The report, prepared for the PMA by the Lancaster, Penn.-based firm Martin Associates, also warns that "any disruption in the operation of these ports would have a significant impact, not only nationally, but on the individual states in which they are located.” Martin is well known for preparing reports on the economic impact of ports and port-improvement projects.
Dated April 30, 2014, there is little in the report that would startle the shipping community, but the timing of its release during the late stages of the contract negotiations may be designed to make the wider world aware of what is at stake in the talks and perhaps bolster the bargaining power of the PMA, which represents terminals and shipping companies in the ILWU negotiations.
The current six-year contract between the ILWU and PMA expires at the end of this month. Both sides have said for months that the negotiations on a new contract may continue into July.
The report says that while cargo and associated vessel activity supports 128,842 jobs at individual ports, the cargo handled at the ports have a much wider impact — nearly 9.2 million jobs throughout the United States.
A breakdown in negotiations between the PMA and ILWU in 2002, which led to a 10-day shutdown at West Coast ports, “had a major impact on the logistics supply chain decisions of key importers and exporters … and any disruptions of service at these ports in the future will likely have a similar structural impact, in turn eroding the economic importance of these ports to the states in which they are located, as well as to the national economy,” Martin Associates said.
The market share of West Coast ports of containerized imports fell from 50 percent in 2002 to about 43.5 percent by 2013, and the report attributed the decision of shippers to diversify their use of ports not only to the 2002 work stoppage, but the 9/11 terrorist attacks and “congestion issues in 2004 due to rail meltdowns at the San Pedro ports.”
In addition, some carriers have increased Suez routings from Asia to the U.S. East Coast using large, fuel-efficient ships.

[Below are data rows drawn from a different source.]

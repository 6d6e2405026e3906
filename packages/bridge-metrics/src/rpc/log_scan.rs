//! Paged `eth_getLogs` over a bounded block range
//!
//! Windows are fetched sequentially. A transient failure halves the window
//! (down to a floor) and retries the same start block; any other failure, or
//! a transient one at the floor, skips the window. The scan itself never
//! fails: partial results beat no results.

use alloy::primitives::U64;
use alloy::rpc::types::{Filter, Log};
use serde_json::json;
use std::time::Duration;
use tracing::{debug, warn};

use super::fallback::RotatingClient;
use crate::error::Result;

/// Log scan tuning
#[derive(Debug, Clone, PartialEq, Eq)]
pub struct LogScanConfig {
    /// Initial window size in blocks
    pub initial_step: u64,
    /// Smallest window before a failing range is skipped
    pub min_step: u64,
    /// Pause after each successful window
    pub page_delay: Duration,
    /// Pause after a failed window
    pub failure_delay: Duration,
}

impl Default for LogScanConfig {
    fn default() -> Self {
        Self {
            initial_step: 9_000,
            min_step: 600,
            page_delay: Duration::from_millis(120),
            failure_delay: Duration::from_millis(250),
        }
    }
}

/// Sequential, self-throttling log scanner over one chain
pub struct LogScanner<'a> {
    client: &'a RotatingClient,
    config: LogScanConfig,
}

impl<'a> LogScanner<'a> {
    pub fn new(client: &'a RotatingClient, config: LogScanConfig) -> Self {
        Self { client, config }
    }

    /// Scan `[from_block, to_block]` inclusive; the filter's own block range is ignored
    pub async fn scan(&self, filter: &Filter, from_block: u64, to_block: u64) -> Vec<Log> {
        let clock = self.client.clock().clone();
        let chain = self.client.endpoints().label().to_string();
        let mut logs = Vec::new();
        let mut step = self.config.initial_step.max(1);
        let mut start = from_block;

        while start <= to_block {
            let end = to_block.min(start.saturating_add(step - 1));

            let window = filter.clone().from_block(start).to_block(end);
            match self.client.call::<Vec<Log>>("eth_getLogs", json!([window])).await {
                Ok(page) => {
                    debug!(chain = %chain, from = start, to = end, count = page.len(), "Log window fetched");
                    logs.extend(page);
                    start = end + 1;
                    clock.sleep(self.config.page_delay).await;
                }
                Err(e) if e.is_transient() && step > self.config.min_step => {
                    step = self.config.min_step.max(step / 2);
                    debug!(chain = %chain, from = start, step, error = %e, "Shrinking log window");
                    clock.sleep(self.config.failure_delay).await;
                }
                Err(e) => {
                    warn!(
                        chain = %chain,
                        from = start,
                        to = end,
                        error = %e,
                        "Skipping log window"
                    );
                    start = end + 1;
                    clock.sleep(self.config.failure_delay).await;
                }
            }
        }

        logs
    }

    /// Scan the last `lookback` blocks up to the current head
    pub async fn scan_recent(&self, filter: &Filter, lookback: u64) -> Result<Vec<Log>> {
        let head: U64 = self.client.call("eth_blockNumber", json!([])).await?;
        let head = head.to::<u64>();
        let from = head.saturating_sub(lookback);
        Ok(self.scan(filter, from, head).await)
    }
}
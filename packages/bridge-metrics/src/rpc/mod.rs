//! JSON-RPC plumbing: transport, retry, endpoint rotation, paged log scans

pub mod fallback;
pub mod log_scan;
pub mod retry;
pub mod transport;

pub use fallback::{rotate, EndpointSet, RotatingClient};
pub use log_scan::{LogScanConfig, LogScanner};
pub use retry::{with_retry, RetryConfig};
pub use transport::{HttpTransport, RpcTransport};
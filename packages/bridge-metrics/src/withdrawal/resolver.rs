//! Withdrawal status resolution
//!
//! Resolution never fails outward: a missing receipt, a transaction that is
//! not a withdrawal, or a strategy error all resolve to `waiting-to-prove`,
//! the most conservative stage.

use alloy::primitives::{Address, B256};
use alloy::rpc::types::TransactionReceipt;
use std::collections::HashSet;
use std::sync::Arc;
use tracing::{debug, warn};

use super::portal::PortalView;
use super::status::{WithdrawalReport, WithdrawalStatus};
use super::strategy::{
    OutputRootStrategy, PortalEventStrategy, PortalStorageStrategy, StatusContext, StatusFinding,
    StatusStrategy,
};
use crate::clock::Clock;
use crate::error::{Error, Result};
use crate::evm::{ChainReader, RecordedEvent, WithdrawalMessage};

/// Distinct non-zero origin transfers, newest record first, at most `max`
pub fn recent_origins(events: &[RecordedEvent], max: usize) -> Vec<B256> {
    let mut sorted: Vec<&RecordedEvent> = events.iter().filter(|e| e.origin().is_some()).collect();
    sorted.sort_by(|a, b| b.block_number.cmp(&a.block_number));

    let mut seen = HashSet::new();
    sorted
        .into_iter()
        .map(|e| e.origin_tx)
        .filter(|tx| seen.insert(*tx))
        .take(max)
        .collect()
}

pub struct WithdrawalResolver {
    l2: ChainReader,
    message_passer: Address,
    strategies: Vec<Box<dyn StatusStrategy>>,
    clock: Arc<dyn Clock>,
}

impl WithdrawalResolver {
    /// Storage reads, then portal events, then the output-root probe
    pub fn new(l2: ChainReader, message_passer: Address, portal: PortalView, clock: Arc<dyn Clock>) -> Self {
        let strategies: Vec<Box<dyn StatusStrategy>> = vec![
            Box::new(PortalStorageStrategy::new(portal.clone())),
            Box::new(PortalEventStrategy::new(portal.clone())),
            Box::new(OutputRootStrategy::new(portal)),
        ];
        Self::with_strategies(l2, message_passer, strategies, clock)
    }

    pub fn with_strategies(
        l2: ChainReader,
        message_passer: Address,
        strategies: Vec<Box<dyn StatusStrategy>>,
        clock: Arc<dyn Clock>,
    ) -> Self {
        Self {
            l2,
            message_passer,
            strategies,
            clock,
        }
    }

    pub fn l2(&self) -> &ChainReader {
        &self.l2
    }

    /// Receipt and withdrawal message of `l2_tx`
    pub async fn locate(&self, l2_tx: B256) -> Result<(TransactionReceipt, WithdrawalMessage)> {
        let receipt = self
            .l2
            .transaction_receipt(l2_tx)
            .await?
            .ok_or(Error::ReceiptNotFound(l2_tx))?;
        let message = WithdrawalMessage::find(receipt.inner.logs(), self.message_passer)
            .ok_or(Error::NotAWithdrawal(l2_tx))?;
        Ok((receipt, message))
    }

    async fn run_strategies(&self, ctx: &StatusContext) -> Result<StatusFinding> {
        for strategy in &self.strategies {
            match strategy.resolve(ctx).await {
                Ok(Some(finding)) => {
                    debug!(
                        l2_tx = %ctx.l2_tx,
                        strategy = strategy.name(),
                        status = %finding.status,
                        "Withdrawal status resolved"
                    );
                    return Ok(finding);
                }
                Ok(None) => {}
                Err(e) if strategy.falls_through_on(&e) => {
                    debug!(strategy = strategy.name(), error = %e, "Status strategy fell through");
                }
                Err(e) => return Err(e),
            }
        }
        Ok(StatusFinding::plain(WithdrawalStatus::WaitingToProve))
    }

    /// Current stage of the withdrawal initiated by `l2_tx`
    pub async fn resolve(&self, l2_tx: B256) -> WithdrawalReport {
        let receipt = match self.l2.transaction_receipt(l2_tx).await {
            Ok(Some(receipt)) => receipt,
            Ok(None) => {
                warn!(l2_tx = %l2_tx, "Withdrawal receipt missing, assuming waiting-to-prove");
                return WithdrawalReport::waiting(l2_tx, 0);
            }
            Err(e) => {
                warn!(l2_tx = %l2_tx, error = %e, "Withdrawal receipt unreadable, assuming waiting-to-prove");
                return WithdrawalReport::waiting(l2_tx, 0);
            }
        };
        let l2_block = receipt.block_number.unwrap_or_default();

        let Some(message) = WithdrawalMessage::find(receipt.inner.logs(), self.message_passer) else {
            warn!(l2_tx = %l2_tx, "No withdrawal message in receipt, assuming waiting-to-prove");
            return WithdrawalReport::waiting(l2_tx, l2_block);
        };
        let withdrawal_hash = message.verified_hash();

        let now = self.clock.unix_now();
        let ctx = StatusContext {
            l2_tx,
            withdrawal_hash,
            l2_block,
            now,
        };

        match self.run_strategies(&ctx).await {
            Ok(finding) => WithdrawalReport {
                l2_tx,
                withdrawal_hash: Some(withdrawal_hash),
                l2_block,
                status: finding.status,
                proved_at: finding.proved_at,
                challenge_period: finding.challenge_period,
                eta_secs: finding.eta(now),
            },
            Err(e) => {
                warn!(l2_tx = %l2_tx, error = %e, "Status resolution failed, assuming waiting-to-prove");
                WithdrawalReport {
                    withdrawal_hash: Some(withdrawal_hash),
                    ..WithdrawalReport::waiting(l2_tx, l2_block)
                }
            }
        }
    }

    /// Resolve `origins` in order, drop finalized ones, newest L2 block first
    pub async fn pending_withdrawals(&self, origins: &[B256]) -> Vec<WithdrawalReport> {
        let mut reports = Vec::with_capacity(origins.len());
        for l2_tx in origins {
            let report = self.resolve(*l2_tx).await;
            if report.status.is_pending() {
                reports.push(report);
            }
        }
        reports.sort_by(|a, b| b.l2_block.cmp(&a.l2_block));
        reports
    }
}
//! Proving and finalizing withdrawals on the settlement chain
//!
//! Proof construction needs `eth_getProof` on the rollup, which public
//! endpoints often lack or rate-limit; it rotates across the rollup URLs on
//! any proof-related failure.

use alloy::primitives::{Address, Bytes, B256, U256};
use std::sync::Arc;
use std::time::Duration;
use tracing::{info, warn};

use super::portal::PortalView;
use super::resolver::WithdrawalResolver;
use super::status::{WithdrawalReport, WithdrawalStatus};
use crate::clock::Clock;
use crate::config::ChainConfig;
use crate::error::{Error, Result};
use crate::evm::{
    message_slot, output_root, ChainReader, IOptimismPortal, OutputRootProof,
    WithdrawalTransaction,
};
use crate::wallet::{TxRequest, WalletClient};

/// Arguments of `proveWithdrawalTransaction`
#[derive(Debug, Clone, PartialEq, Eq)]
pub struct ProveArgs {
    pub transaction: WithdrawalTransaction,
    pub output_index: U256,
    pub output_root_proof: OutputRootProof,
    pub withdrawal_proof: Vec<Bytes>,
}

/// Outcome of finalizing every ready withdrawal
#[derive(Debug, Clone, Default, PartialEq, Eq)]
pub struct FinalizeSummary {
    /// (rollup tx, settlement finalize tx)
    pub finalized: Vec<(B256, B256)>,
    /// (rollup tx, short error)
    pub failed: Vec<(B256, String)>,
}

pub struct WithdrawalProver {
    resolver: Arc<WithdrawalResolver>,
    portal: PortalView,
    wallet: Arc<WalletClient>,
    settlement: ChainConfig,
    message_passer: Address,
    clock: Arc<dyn Clock>,
    finalize_pause: Duration,
}

impl WithdrawalProver {
    pub fn new(
        resolver: Arc<WithdrawalResolver>,
        portal: PortalView,
        wallet: Arc<WalletClient>,
        settlement: ChainConfig,
        message_passer: Address,
        clock: Arc<dyn Clock>,
        finalize_pause: Duration,
    ) -> Self {
        Self {
            resolver,
            portal,
            wallet,
            settlement,
            message_passer,
            clock,
            finalize_pause,
        }
    }

    fn l2(&self) -> &ChainReader {
        self.resolver.l2()
    }

    /// Build the proof for the withdrawal initiated by `l2_tx`
    pub async fn build_proof(&self, l2_tx: B256) -> Result<ProveArgs> {
        let (receipt, message) = self.resolver.locate(l2_tx).await?;
        let withdrawal_hash = message.verified_hash();

        let l2_block = receipt.block_number.unwrap_or_default();
        let (output_index, output) = self
            .portal
            .output_for_block(l2_block)
            .await?
            .ok_or(Error::OutputNotPublished(l2_block))?;
        let proof_block = u64::try_from(output.l2BlockNumber)
            .map_err(|_| Error::Decode(format!("output block {}", output.l2BlockNumber)))?;

        let l2 = self.l2();
        let passer = self.message_passer;
        let slot = message_slot(withdrawal_hash);

        let (block, proof) = l2
            .client()
            .with_rotation(Error::is_proof_issue, |url| async move {
                let block = l2
                    .block_at(&url, proof_block)
                    .await?
                    .ok_or_else(|| Error::Decode(format!("L2 block {proof_block} not found")))?;
                let proof = l2.proof_at(&url, passer, &[slot], proof_block).await?;
                Ok((block, proof))
            })
            .await?;

        let output_root_proof = OutputRootProof {
            version: B256::ZERO,
            stateRoot: block.header.inner.state_root,
            messagePasserStorageRoot: proof.storage_hash,
            latestBlockhash: block.header.hash,
        };
        let computed = output_root(&output_root_proof);
        if computed != output.outputRoot {
            warn!(
                l2_tx = %l2_tx,
                published = %output.outputRoot,
                computed = %computed,
                "Output root mismatch"
            );
        }

        let withdrawal_proof = proof
            .storage_proof
            .into_iter()
            .next()
            .map(|p| p.proof)
            .ok_or_else(|| Error::Decode("eth_getProof returned no storage proof".into()))?;

        Ok(ProveArgs {
            transaction: message.to_transaction(),
            output_index,
            output_root_proof,
            withdrawal_proof,
        })
    }

    /// Prove on the settlement chain; returns the proving transaction
    pub async fn prove(&self, l2_tx: B256) -> Result<B256> {
        let args = self.build_proof(l2_tx).await?;
        self.wallet.ensure_chain(&self.settlement).await?;

        let call = IOptimismPortal::proveWithdrawalTransactionCall {
            _tx: args.transaction,
            _l2OutputIndex: args.output_index,
            _outputRootProof: args.output_root_proof,
            _withdrawalProof: args.withdrawal_proof,
        };
        let receipt = self
            .wallet
            .send_and_confirm(TxRequest::call(self.portal.portal(), &call))
            .await?;
        info!(l2_tx = %l2_tx, tx_hash = %receipt.transaction_hash, "Withdrawal proven");
        Ok(receipt.transaction_hash)
    }

    async fn send_finalize(&self, l2_tx: B256) -> Result<B256> {
        self.wallet.ensure_chain(&self.settlement).await?;
        let (_, message) = self.resolver.locate(l2_tx).await?;
        let call = IOptimismPortal::finalizeWithdrawalTransactionCall {
            _tx: message.to_transaction(),
        };
        let receipt = self
            .wallet
            .send_and_confirm(TxRequest::call(self.portal.portal(), &call))
            .await?;
        info!(l2_tx = %l2_tx, tx_hash = %receipt.transaction_hash, "Withdrawal finalized");
        Ok(receipt.transaction_hash)
    }

    /// Finalize one withdrawal; warns but proceeds if it does not look ready
    pub async fn finalize(&self, l2_tx: B256) -> Result<B256> {
        let report = self.resolver.resolve(l2_tx).await;
        if report.status != WithdrawalStatus::ReadyToFinalize {
            warn!(l2_tx = %l2_tx, status = %report.status, "Withdrawal may not be finalizable yet");
        }
        self.send_finalize(l2_tx).await
    }

    /// Finalize each ready report in turn; one failure does not stop the rest
    pub async fn finalize_ready(&self, reports: &[WithdrawalReport]) -> FinalizeSummary {
        let mut summary = FinalizeSummary::default();
        let ready = reports
            .iter()
            .filter(|r| r.status == WithdrawalStatus::ReadyToFinalize);

        for report in ready {
            match self.send_finalize(report.l2_tx).await {
                Ok(tx) => summary.finalized.push((report.l2_tx, tx)),
                Err(e) => {
                    warn!(l2_tx = %report.l2_tx, error = %e, "Finalize failed");
                    summary.failed.push((report.l2_tx, e.short_message()));
                }
            }
            self.clock.sleep(self.finalize_pause).await;
        }

        summary
    }
}
//! Common types for the two tracked bridge directions
//!
//! A [`DirectionalPair`] (source chain id, destination chain id) is the
//! compound key of every metrics-hub read and write; [`Direction`] names the
//! two pairs the dashboard tracks.

use alloy::primitives::{utils::format_ether, utils::parse_ether, B256, U256};
use chrono::{DateTime, Utc};
use serde::{Deserialize, Serialize};
use std::fmt;

use crate::error::{Error, Result};

/// Fraction digits kept when rendering ETH amounts
const DISPLAY_DECIMALS: usize = 6;

// ============================================================================
// Directions
// ============================================================================

/// One of the two tracked transfer directions
#[derive(Debug, Clone, Copy, PartialEq, Eq, Hash, Serialize, Deserialize)]
#[serde(rename_all = "snake_case")]
pub enum Direction {
    /// Settlement chain (L1) → rollup (L2), via deposit
    Deposit,
    /// Rollup (L2) → settlement chain (L1), via withdrawal
    Withdraw,
}

impl Direction {
    pub const ALL: [Direction; 2] = [Direction::Deposit, Direction::Withdraw];

    /// Short label used by the dashboard ("S→B" / "B→S")
    pub fn label(&self) -> &'static str {
        match self {
            Direction::Deposit => "S→B",
            Direction::Withdraw => "B→S",
        }
    }
}

impl fmt::Display for Direction {
    fn fmt(&self, f: &mut fmt::Formatter<'_>) -> fmt::Result {
        f.write_str(self.label())
    }
}

/// (source chain id, destination chain id) key for hub reads and writes
#[derive(Debug, Clone, Copy, PartialEq, Eq, Hash, Serialize, Deserialize)]
pub struct DirectionalPair {
    pub src: u32,
    pub dst: u32,
}

impl DirectionalPair {
    pub fn new(src: u32, dst: u32) -> Self {
        Self { src, dst }
    }
}

impl fmt::Display for DirectionalPair {
    fn fmt(&self, f: &mut fmt::Formatter<'_>) -> fmt::Result {
        write!(f, "{}→{}", self.src, self.dst)
    }
}

// ============================================================================
// History
// ============================================================================

/// One append-only entry of a wallet's on-chain history
#[derive(Debug, Clone, PartialEq, Eq)]
pub struct HistoryRecord {
    /// Sequential index within (pair, wallet)
    pub index: u64,
    /// Ciphertext handle of the recorded amount
    pub handle: B256,
    /// Unix seconds at which the record was appended
    pub timestamp: u64,
}

/// A history record joined with its decrypted amount
#[derive(Debug, Clone, PartialEq, Eq)]
pub struct DecryptedRecord {
    pub record: HistoryRecord,
    pub amount: Amount,
}

/// A decrypted amount, or a record the wallet cannot read.
///
/// `Private` is never folded into zero: aggregates skip it and count it
/// separately.
#[derive(Debug, Clone, Copy, PartialEq, Eq, Serialize, Deserialize)]
#[serde(rename_all = "snake_case", tag = "kind", content = "wei")]
pub enum Amount {
    Known(U256),
    Private,
}

impl Amount {
    pub fn known(&self) -> Option<U256> {
        match self {
            Amount::Known(v) => Some(*v),
            Amount::Private => None,
        }
    }

    pub fn is_private(&self) -> bool {
        matches!(self, Amount::Private)
    }
}

impl fmt::Display for Amount {
    fn fmt(&self, f: &mut fmt::Formatter<'_>) -> fmt::Result {
        match self {
            Amount::Known(wei) => write!(f, "{} ETH", format_eth(*wei)),
            Amount::Private => f.write_str("private"),
        }
    }
}

// ============================================================================
// Formatting and parsing helpers
// ============================================================================

/// `0x12345678…abcdef` form used in lists
pub fn short_hash(hash: &B256) -> String {
    let full = format!("0x{}", hex::encode(hash));
    format!("{}…{}", &full[..10], &full[full.len() - 6..])
}

/// Render wei as ETH with at most six fraction digits
pub fn format_eth(wei: U256) -> String {
    let full = format_ether(wei);
    let (int, frac) = full.split_once('.').unwrap_or((full.as_str(), ""));
    let frac: String = frac.chars().take(DISPLAY_DECIMALS).collect();
    let frac = frac.trim_end_matches('0');
    if frac.is_empty() {
        int.to_string()
    } else {
        format!("{int}.{frac}")
    }
}

/// Calendar date (UTC) of a unix timestamp, `YYYY-MM-DD`
pub fn date_only(timestamp: u64) -> String {
    DateTime::<Utc>::from_timestamp(timestamp as i64, 0)
        .map(|d| d.format("%Y-%m-%d").to_string())
        .unwrap_or_else(|| "—".to_string())
}

/// Parse a user-typed ETH amount.
///
/// Accepts `,` as the decimal separator and ignores whitespace; the result
/// must be strictly positive.
pub fn parse_eth_relaxed(input: &str) -> Result<U256> {
    let normalized: String = input
        .trim()
        .replacen(',', ".", 1)
        .chars()
        .filter(|c| !c.is_whitespace())
        .collect();

    if !is_decimal_literal(&normalized) {
        return Err(Error::InvalidAmount("Enter a valid amount".into()));
    }

    let wei = parse_ether(&normalized)
        .map_err(|e| Error::InvalidAmount(format!("Enter a valid amount: {e}")))?;
    if wei.is_zero() {
        return Err(Error::InvalidAmount("Amount must be > 0".into()));
    }
    Ok(wei)
}

/// `^\d*\.?\d+$`
fn is_decimal_literal(s: &str) -> bool {
    let mut dots = 0;
    for c in s.chars() {
        match c {
            '0'..='9' => {}
            '.' => dots += 1,
            _ => return false,
        }
    }
    dots <= 1 && s.chars().last().is_some_and(|c| c.is_ascii_digit())
}
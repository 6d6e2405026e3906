//! Settlement-chain reads about withdrawals
//!
//! Storage reads (`finalizedWithdrawals`, `provenWithdrawals`), portal event
//! scans, and output-oracle lookups, all over the settlement chain's
//! rotating RPC client.

use alloy::primitives::{Address, B256, U256};
use alloy::rpc::types::Filter;
use alloy::sol_types::SolEvent;
use std::time::Duration;
use tracing::debug;

use crate::error::{Error, Result};
use crate::evm::{ChainReader, IL2OutputOracle, IOptimismPortal, OutputProposal};
use crate::rpc::{LogScanConfig, LogScanner};

#[derive(Clone)]
pub struct PortalView {
    reader: ChainReader,
    portal: Address,
    oracle: Address,
    default_challenge_period: u64,
    scan: LogScanConfig,
    lookback: u64,
}

impl PortalView {
    pub fn new(
        reader: ChainReader,
        portal: Address,
        oracle: Address,
        default_challenge_period: Duration,
        scan: LogScanConfig,
        lookback: u64,
    ) -> Self {
        Self {
            reader,
            portal,
            oracle,
            default_challenge_period: default_challenge_period.as_secs(),
            scan,
            lookback,
        }
    }

    pub fn reader(&self) -> &ChainReader {
        &self.reader
    }

    pub fn portal(&self) -> Address {
        self.portal
    }

    /// Oracle finalization period, or the configured default if unreadable
    pub async fn challenge_period(&self) -> u64 {
        match self
            .reader
            .view(None, self.oracle, &IL2OutputOracle::finalizationPeriodSecondsCall {})
            .await
        {
            Ok(ret) => u64::try_from(ret._0).unwrap_or(self.default_challenge_period),
            Err(e) => {
                debug!(error = %e, "Finalization period unreadable, using default");
                self.default_challenge_period
            }
        }
    }

    /// First output proposal covering `l2_block`, `None` if none is published yet
    pub async fn output_for_block(&self, l2_block: u64) -> Result<Option<(U256, OutputProposal)>> {
        let latest = self
            .reader
            .view(None, self.oracle, &IL2OutputOracle::latestBlockNumberCall {})
            .await?
            ._0;
        if latest < U256::from(l2_block) {
            return Ok(None);
        }

        let index = self
            .reader
            .view(
                None,
                self.oracle,
                &IL2OutputOracle::getL2OutputIndexAfterCall {
                    l2BlockNumber: U256::from(l2_block),
                },
            )
            .await?
            ._0;
        let output = self
            .reader
            .view(
                None,
                self.oracle,
                &IL2OutputOracle::getL2OutputCall {
                    l2OutputIndex: index,
                },
            )
            .await?
            ._0;
        Ok(Some((index, output)))
    }

    pub async fn is_finalized(&self, withdrawal_hash: B256) -> Result<bool> {
        let call = IOptimismPortal::finalizedWithdrawalsCall {
            withdrawalHash: withdrawal_hash,
        };
        Ok(self.reader.view(None, self.portal, &call).await?._0)
    }

    /// Proof timestamp from portal storage, `None` if unproven
    pub async fn proven_at(&self, withdrawal_hash: B256) -> Result<Option<u64>> {
        let call = IOptimismPortal::provenWithdrawalsCall {
            withdrawalHash: withdrawal_hash,
        };
        let ret = self.reader.view(None, self.portal, &call).await?;
        if ret.timestamp == 0 {
            return Ok(None);
        }
        u64::try_from(ret.timestamp)
            .map(Some)
            .map_err(|_| Error::Decode(format!("proof timestamp {}", ret.timestamp)))
    }

    fn filter<E: SolEvent>(&self, withdrawal_hash: B256) -> Filter {
        Filter::new()
            .address(self.portal)
            .event_signature(E::SIGNATURE_HASH)
            .topic1(withdrawal_hash)
    }

    /// Whether a `WithdrawalFinalized` event exists in the lookback range
    pub async fn finalized_event(&self, withdrawal_hash: B256) -> Result<bool> {
        let filter = self.filter::<IOptimismPortal::WithdrawalFinalized>(withdrawal_hash);
        let logs = LogScanner::new(self.reader.client(), self.scan.clone())
            .scan_recent(&filter, self.lookback)
            .await?;
        Ok(!logs.is_empty())
    }

    /// Block of the latest `WithdrawalProven` event in the lookback range
    pub async fn proven_event_block(&self, withdrawal_hash: B256) -> Result<Option<u64>> {
        let filter = self.filter::<IOptimismPortal::WithdrawalProven>(withdrawal_hash);
        let logs = LogScanner::new(self.reader.client(), self.scan.clone())
            .scan_recent(&filter, self.lookback)
            .await?;
        Ok(logs.last().and_then(|log| log.block_number))
    }

    pub async fn block_timestamp(&self, number: u64) -> Result<u64> {
        self.reader
            .block(number)
            .await?
            .map(|b| b.header.inner.timestamp)
            .ok_or_else(|| Error::Decode(format!("block {number} not found")))
    }
}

West Coast ports as well as railroads and trucking companies are aware of the competition from all-water services, and the report states that truck and rail service at West Coast ports has improved, that intermodal rates are more competitive, and that “growth of environmental policies and infrastructure fees at West Coast ports has stabilized.”
It notes terminals in Los Angeles and Long Beach are investing to increase efficiency and capacity to protect market share after the expansion of the Panama Canal and said “in the absence of a disruption of service at the West Coast ports, increases in terminal charges at these ports and increase in intermodal rates, it is not likely that the erosion of West Coast container market share will continue at the same rate since 2002.”